ノゾミは目を開けた瞬間、自分が見知らぬ場所にいることに気づいた。


周りを見渡すと、そこはどこまでも続く真っ白な空間。

ふわふわとした雲のような感触が足元から伝わってくる。


「ここ...どこだ?」


突如、目の前にキラキラと光る粒子が集まり始めた。

それは徐々に人型を形作り、気づけば眩いばかりの美しい女性が、大きな机に腰掛けていた。


「やっほー! 見藤みふじノゾミくん、ようこそ天界へ!」


金色の長い髪をなびかせながら、女性は笑顔でノゾミに手を振った。

その髪は、まるで重力がないかのように宙に浮かんでいる。


「え? 天界? どういうこと...」


ノゾミが困惑した表情を浮かべると、女性は手元の紙をペラペラとめくりながら話し始めた。

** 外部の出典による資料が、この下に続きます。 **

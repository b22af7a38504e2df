//! `drvscope list | show | columns | watch`

use std::cell::RefCell;
use std::io::{self, Write};
use std::path::Path;
use std::rc::Rc;
use std::thread;
use std::time::Duration;

use drvscope_config::OutputFormat;
use drvscope_inventory::{DriverRow, EventCollector, Inventory, InventoryEvent, RefreshReport, SnapshotSources};

use crate::util::{display_width, pad_right, render_table};
use crate::{warn_degraded, CliError, Context};

/// Widest a table column may grow before its cells are truncated.
const MAX_COLUMN_WIDTH: usize = 60;

// ============================================================================
// list
// ============================================================================

pub(crate) fn cmd_list(
    ctx: &Context,
    snapshot: &Path,
    format: Option<OutputFormat>,
    columns: &[String],
    all_columns: bool,
) -> Result<(), CliError> {
    let columns = resolve_columns(columns, &ctx.settings.output_columns, all_columns)?;
    let (_store, inventory, _) = ctx.load(snapshot)?;
    let rows = inventory.rows();

    let out = match format.unwrap_or(ctx.settings.output_format) {
        OutputFormat::Table => {
            let cells: Vec<Vec<String>> = rows
                .iter()
                .map(|row| columns.iter().map(|c| cell(row, c)).collect())
                .collect();
            render_table(&columns, &cells, MAX_COLUMN_WIDTH)
        }
        OutputFormat::Json => {
            let objects: Vec<serde_json::Value> = rows.iter().map(|row| row_object(row, &columns)).collect();
            let mut json = serde_json::to_string_pretty(&objects).map_err(|e| CliError::io(e.to_string()))?;
            json.push('\n');
            json
        }
        OutputFormat::Csv => rows_csv(&rows, &columns)?,
    };

    write_stdout(&out)
}

/// Canonical column names to print, in the requested order, deduplicated.
pub(crate) fn resolve_columns(
    requested: &[String],
    defaults: &[String],
    all: bool,
) -> Result<Vec<&'static str>, CliError> {
    if all {
        return Ok(DriverRow::COLUMNS.to_vec());
    }

    let names = if requested.is_empty() { defaults } else { requested };
    let mut columns = Vec::new();
    for name in names {
        let name = name.trim();
        let column = DriverRow::column_name(name).ok_or_else(|| {
            CliError::args(format!("unknown column '{}'", name))
                .with_hint("run `drvscope columns` to list valid names")
        })?;
        if !columns.contains(&column) {
            columns.push(column);
        }
    }

    if columns.is_empty() {
        return Err(CliError::args("no columns selected"));
    }
    Ok(columns)
}

fn cell(row: &DriverRow, column: &str) -> String {
    row.get(column).unwrap_or_default()
}

fn row_object(row: &DriverRow, columns: &[&str]) -> serde_json::Value {
    let mut object = serde_json::Map::new();
    for column in columns {
        object.insert(column.to_string(), serde_json::Value::String(cell(row, column)));
    }
    serde_json::Value::Object(object)
}

fn rows_csv(rows: &[DriverRow], columns: &[&str]) -> Result<String, CliError> {
    let mut writer = csv::Writer::from_writer(Vec::new());
    writer.write_record(columns).map_err(|e| CliError::io(e.to_string()))?;
    for row in rows {
        writer
            .write_record(columns.iter().map(|c| cell(row, c)))
            .map_err(|e| CliError::io(e.to_string()))?;
    }
    let bytes = writer.into_inner().map_err(|e| CliError::io(e.to_string()))?;
    String::from_utf8(bytes).map_err(|e| CliError::io(e.to_string()))
}

fn write_stdout(text: &str) -> Result<(), CliError> {
    let stdout = io::stdout();
    let mut handle = stdout.lock();
    handle.write_all(text.as_bytes()).map_err(|e| CliError::io(e.to_string()))?;
    handle.flush().map_err(|e| CliError::io(e.to_string()))
}

// ============================================================================
// show
// ============================================================================

pub(crate) fn cmd_show(ctx: &Context, snapshot: &Path, identifier: &str, json: bool) -> Result<(), CliError> {
    let (_store, inventory, _) = ctx.load(snapshot)?;
    let entity = inventory.find(identifier).ok_or_else(|| CliError::not_found(identifier))?;

    let row = entity.row(inventory.paths());
    let actions = entity.capabilities().enabled();
    let expected = entity.record().expected_image_path(inventory.paths());

    if json {
        let mut value = serde_json::to_value(&row).map_err(|e| CliError::io(e.to_string()))?;
        if let serde_json::Value::Object(ref mut object) = value {
            object.insert("ExpectedImagePath".to_string(), expected.into());
            object.insert(
                "Actions".to_string(),
                actions.iter().map(|a| serde_json::Value::from(*a)).collect(),
            );
        }
        let text = serde_json::to_string_pretty(&value).map_err(|e| CliError::io(e.to_string()))?;
        return write_stdout(&format!("{}\n", text));
    }

    let label_width = DriverRow::COLUMNS
        .iter()
        .map(|c| display_width(c))
        .chain(std::iter::once(display_width("ExpectedImagePath")))
        .max()
        .unwrap_or(0);

    let mut out = String::new();
    for column in DriverRow::COLUMNS {
        let value = cell(&row, column);
        if !value.is_empty() {
            out.push_str(&format!("{}  {}\n", pad_right(column, label_width), value));
        }
    }
    out.push_str(&format!("{}  {}\n", pad_right("ExpectedImagePath", label_width), expected));
    let actions = if actions.is_empty() { "(none)".to_string() } else { actions.join(", ") };
    out.push_str(&format!("{}  {}\n", pad_right("Actions", label_width), actions));

    write_stdout(&out)
}

// ============================================================================
// columns
// ============================================================================

pub(crate) fn cmd_columns(ctx: &Context) -> Result<(), CliError> {
    let mut out = String::new();
    for column in DriverRow::COLUMNS {
        let default = ctx
            .settings
            .output_columns
            .iter()
            .any(|c| c.trim().eq_ignore_ascii_case(column));
        if default {
            out.push_str(&format!("{} (default)\n", column));
        } else {
            out.push_str(&format!("{}\n", column));
        }
    }
    write_stdout(&out)
}

// ============================================================================
// watch
// ============================================================================

pub(crate) fn cmd_watch(ctx: &Context, snapshot: &Path, interval: f64, count: Option<u64>) -> Result<(), CliError> {
    let pause = Duration::try_from_secs_f64(interval)
        .map_err(|_| CliError::args(format!("invalid interval '{}'", interval)))?;
    if count == Some(0) {
        return Err(CliError::args("--count must be at least 1"));
    }

    let (store, mut inventory) = ctx.open(snapshot)?;
    let events = Rc::new(RefCell::new(EventCollector::new()));
    let sink = Rc::clone(&events);
    inventory.subscribe(Box::new(move |e: &InventoryEvent| sink.borrow_mut().push(e.clone())));

    // First cycle failures are fatal; later ones keep the previous collection.
    let report = inventory.refresh().map_err(CliError::inventory)?;
    warn_degraded(&report);
    print_cycle(&report, &events.borrow(), true)?;
    events.borrow_mut().clear();

    let mut cycles = 1;
    while count.map_or(true, |n| cycles < n) {
        thread::sleep(pause);
        cycles += 1;
        match watch_cycle(&store, &mut inventory) {
            Ok(report) => print_cycle(&report, &events.borrow(), false)?,
            Err(message) => eprintln!("warning: {}", message),
        }
        events.borrow_mut().clear();
    }
    Ok(())
}

fn watch_cycle(store: &SnapshotSources, inventory: &mut Inventory) -> Result<RefreshReport, String> {
    store.reload().map_err(|e| format!("reload failed: {}", e))?;
    let report = inventory.refresh().map_err(|e| format!("refresh failed: {}", e))?;
    warn_degraded(&report);
    Ok(report)
}

fn print_cycle(report: &RefreshReport, events: &EventCollector, initial: bool) -> Result<(), CliError> {
    let mut out = String::new();
    if initial {
        out.push_str(&format!("[r{}] {} drivers\n", report.revision, report.total));
    } else {
        for name in events.removed() {
            out.push_str(&format!("- {}\n", name));
        }
        for name in events.added() {
            out.push_str(&format!("+ {}\n", name));
        }
        out.push_str(&format!(
            "[r{}] {} drivers (+{} -{})\n",
            report.revision,
            report.total,
            report.added.len(),
            report.removed.len()
        ));
    }
    write_stdout(&out)
}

「あら、説明が必要よね。ごめんごめん、いつも順番を間違えちゃうの。」


彼女は、ペンを器用に指の間で回しながら続けた。


「まずはご挨拶から。私はリンカ。天界人事部の採用担当よ。そして残念なお知らせなんだけど...ノゾミくん、あなた、死んじゃったの。」

「え!? マジで!?」


ノゾミは思わず叫んだ。

胸がドキドキし、手のひらに汗がにじむ。


「うんうん、そうなの。交通事故。でもね、あなたにはとっておきの話があるの!」


リンカは、まるで友達との楽しいおしゃべりをするかのような軽い調子で話を続けた。


「ノゾミくん、あなたに天界での素敵な仕事が決まったわ。おめでとう!」

「ちょ、ちょっと待って! 死んだってことはわかったけど...仕事って...」


ノゾミの言葉を遮るように、リンカは嬉しそうに続けた。


「そう、仕事よ! しかも超レアな『ノゾキ神』っていう職業なの!」

「ノゾキ神?」


「簡単に言うと、異世界に転生した人たちの人生を覗き見る仕事よ。でもただ見てるだけじゃないの。あなたは特別な『ノゾキ神』。転生者たちにアドバイスを送ることもできるのよ!」


リンカの説明を聞きながら、ノゾミの頭の中は混乱していた。

死んだこと、天界にいること、そして突然の仕事の話。


でも、どこか心の奥底で、不思議な高揚感を感じていた。


「ねぇ、コーヒーブレイクはあるの?」


思わずノゾミが口にした質問に、リンカは大笑いした。


「あはは! もちろんよ。雲コーヒーが絶品なの。」


リンカはウインクしながら答えた。


「さぁ、それじゃあ早速仕事の説明に入りましょうか。ノゾミくんの『ノゾキ神』としての新生活、始まるわよ!」


こうして、ニートだったノゾミの、予想外の天界でのキャリアがスタートした。

彼の前には、無数の光るスクリーンが現れ、それぞれに異なる世界が映し出されている。


果たして、ノゾミは転生者たちの人生を覗き見ながら、自分の幸せを見つけることができるのだろうか?